Data to use Start Marker

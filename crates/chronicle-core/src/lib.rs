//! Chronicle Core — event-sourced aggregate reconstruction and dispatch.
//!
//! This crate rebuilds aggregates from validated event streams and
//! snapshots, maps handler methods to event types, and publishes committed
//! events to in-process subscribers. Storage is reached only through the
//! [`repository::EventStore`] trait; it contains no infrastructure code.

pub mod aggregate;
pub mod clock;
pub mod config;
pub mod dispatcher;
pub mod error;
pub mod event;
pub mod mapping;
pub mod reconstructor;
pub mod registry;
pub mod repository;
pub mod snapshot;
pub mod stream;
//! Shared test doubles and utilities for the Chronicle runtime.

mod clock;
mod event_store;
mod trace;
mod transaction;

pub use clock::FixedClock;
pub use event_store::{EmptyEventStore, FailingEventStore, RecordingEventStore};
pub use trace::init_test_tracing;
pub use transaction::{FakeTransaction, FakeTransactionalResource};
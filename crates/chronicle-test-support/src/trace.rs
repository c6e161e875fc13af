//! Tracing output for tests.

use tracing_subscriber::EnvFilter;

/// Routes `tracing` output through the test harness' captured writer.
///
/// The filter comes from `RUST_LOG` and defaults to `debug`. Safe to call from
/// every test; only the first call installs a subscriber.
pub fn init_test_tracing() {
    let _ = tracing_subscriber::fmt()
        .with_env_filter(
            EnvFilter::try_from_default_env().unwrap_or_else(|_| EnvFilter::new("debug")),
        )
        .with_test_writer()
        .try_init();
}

Data to use End Marker

What the exercise asks =>
Where a line in the entries holds the word "output", copy that line.

Your solution =>
//! Tracing output for tests.
/// Routes `tracing` output through the test harness' captured writer.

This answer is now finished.